We also informed AVA’s border control that we were arriving so that someone was around to inspect Rusty when we landed. Important thing to note here is that the border control only opens till 10.30pm each day and is closed on Sundays and Public Holidays! This affected how we planned and booked our travel itinerary, kiasu us took into account plane delays, possible strikes (we traveled near Labor Day, May 1st) etc to make sure we arrived on an appropriate day and time.
7 Days To Go
As part of the requirement, we brought Rusty to the vet a week before we flew. The vet verified his microchip number, checked his overall health and administered oral and topical medications to prevent ticks and other parasites.

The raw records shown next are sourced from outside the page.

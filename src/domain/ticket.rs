use std::fmt;
use std::str::FromStr;

use chrono::NaiveDate;
use serde::{Deserialize, Serialize};
use uuid::Uuid;

use crate::domain::common::{Displayable, Identifiable};
use crate::errors::CoreError;

/// Lifecycle states of a boleta, spelled the way the external store
/// persists them.
#[derive(Debug, Clone, Copy, Serialize, Deserialize, PartialEq, Eq, Hash)]
pub enum TicketStatus {
    #[serde(rename = "DISPONIBLE")]
    Disponible,
    #[serde(rename = "VERIFICACION")]
    Verificacion,
    #[serde(rename = "PENDIENTE-PAGO")]
    PendientePago,
    #[serde(rename = "DISPUTA")]
    Disputa,
    #[serde(rename = "ANULADA-AGENTE")]
    AnuladaAgente,
    #[serde(rename = "ANULADA-JUZGADO")]
    AnuladaJuzgado,
    #[serde(rename = "PAGADA")]
    Pagada,
}

impl TicketStatus {
    pub const ALL: [TicketStatus; 7] = [
        TicketStatus::Disponible,
        TicketStatus::Verificacion,
        TicketStatus::PendientePago,
        TicketStatus::Disputa,
        TicketStatus::AnuladaAgente,
        TicketStatus::AnuladaJuzgado,
        TicketStatus::Pagada,
    ];

    pub fn as_str(&self) -> &'static str {
        match self {
            TicketStatus::Disponible => "DISPONIBLE",
            TicketStatus::Verificacion => "VERIFICACION",
            TicketStatus::PendientePago => "PENDIENTE-PAGO",
            TicketStatus::Disputa => "DISPUTA",
            TicketStatus::AnuladaAgente => "ANULADA-AGENTE",
            TicketStatus::AnuladaJuzgado => "ANULADA-JUZGADO",
            TicketStatus::Pagada => "PAGADA",
        }
    }

    /// Terminal states accept no further transitions and no field edits.
    pub fn is_terminal(&self) -> bool {
        matches!(self, TicketStatus::Pagada | TicketStatus::AnuladaJuzgado)
    }
}

impl Default for TicketStatus {
    fn default() -> Self {
        TicketStatus::Disponible
    }
}

impl fmt::Display for TicketStatus {
    fn fmt(&self, f: &mut fmt::Formatter<'_>) -> fmt::Result {
        f.write_str(self.as_str())
    }
}

impl FromStr for TicketStatus {
    type Err = CoreError;

    fn from_str(value: &str) -> Result<Self, Self::Err> {
        match value.trim().to_ascii_uppercase().as_str() {
            "DISPONIBLE" => Ok(TicketStatus::Disponible),
            "VERIFICACION" => Ok(TicketStatus::Verificacion),
            "PENDIENTE-PAGO" => Ok(TicketStatus::PendientePago),
            "DISPUTA" => Ok(TicketStatus::Disputa),
            "ANULADA-AGENTE" => Ok(TicketStatus::AnuladaAgente),
            "ANULADA-JUZGADO" => Ok(TicketStatus::AnuladaJuzgado),
            "PAGADA" => Ok(TicketStatus::Pagada),
            other => Err(CoreError::InvalidInput(format!(
                "unknown boleta status `{}`",
                other
            ))),
        }
    }
}

/// A traffic-ticket record as consumed from the external store.
///
/// `computed_balance` is a derived view over `(base_fine, infraction_date,
/// evaluation date)` and never a second source of truth.
#[derive(Debug, Clone, Serialize, Deserialize)]
pub struct Ticket {
    pub id: Uuid,
    pub ticket_number: String,
    #[serde(default, skip_serializing_if = "Option::is_none")]
    pub book_id: Option<String>,
    #[serde(default, skip_serializing_if = "Option::is_none")]
    pub assigned_agent: Option<String>,
    #[serde(default, skip_serializing_if = "Option::is_none")]
    pub vehicle_plate: Option<String>,
    #[serde(default, skip_serializing_if = "Option::is_none")]
    pub article_code: Option<String>,
    pub base_fine: f64,
    pub infraction_date: Option<NaiveDate>,
    pub status: TicketStatus,
    #[serde(default)]
    pub computed_balance: Option<f64>,
    #[serde(default, skip_serializing_if = "Option::is_none")]
    pub payment_date: Option<NaiveDate>,
    #[serde(default, skip_serializing_if = "Option::is_none")]
    pub receipt_id: Option<String>,
}

impl Ticket {
    pub fn new(ticket_number: impl Into<String>, base_fine: f64) -> Self {
        Self {
            id: Uuid::new_v4(),
            ticket_number: ticket_number.into(),
            book_id: None,
            assigned_agent: None,
            vehicle_plate: None,
            article_code: None,
            base_fine,
            infraction_date: None,
            status: TicketStatus::Disponible,
            computed_balance: None,
            payment_date: None,
            receipt_id: None,
        }
    }

    pub fn with_infraction_date(mut self, date: NaiveDate) -> Self {
        self.infraction_date = Some(date);
        self
    }

    pub fn with_status(mut self, status: TicketStatus) -> Self {
        self.status = status;
        self
    }
}

impl Identifiable for Ticket {
    fn id(&self) -> Uuid {
        self.id
    }
}

impl Displayable for Ticket {
    fn display_label(&self) -> String {
        format!("boleta:{} [{}]", self.ticket_number, self.status)
    }
}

Our vets from Bramer Animal Hospital were super professional, efficient and helpful! They must have done so many pet exports before that they knew exactly how to help and advice us. The very detailed health form/certificate that we had to provide to AVA was also impeccably filled and printed out when we arrived for our appointment. We just had to check that all was in order, get it signed by the vet and we were ready to go in a few short moments. It was also thanks to Bramer Animal Hospital that we found out that we didn’t have to drive to Wisconsin (I thought that was the nearest one) to get our forms authenticated by USDA-APHIS! There was an office in Des Plaines, Illinois, only a 30min drive away! The authentication was a requirement by AVA. There was no need to bring along the dog for this step.
Love to AVA
By now, you must think I have a super human brain for being able to remember all these deadlines and intricate processes to bring Rusty home. While the husband and I did go through a whiteboard process to visualize everything :D, we did have a lot of help from the AVA site. AVA provided a very very handy pet calculator that helps pets owners track every step and requirement according to timelines, as long as you know the date that your pet will land in Singapore. How cool is that?! The only bad thing I have to say is that I had to go to several different sites to apply for different licenses, book quarantine space and appointments. If there was an integrated system where everything could be seen at a glance, it would be perfect.
We spent probably $1,000, including airfare, different fees, vet visits, blood tests, vaccinations, quarantine costs to bring Rusty back to Singapore. But having him home safe and sound with us is priceless!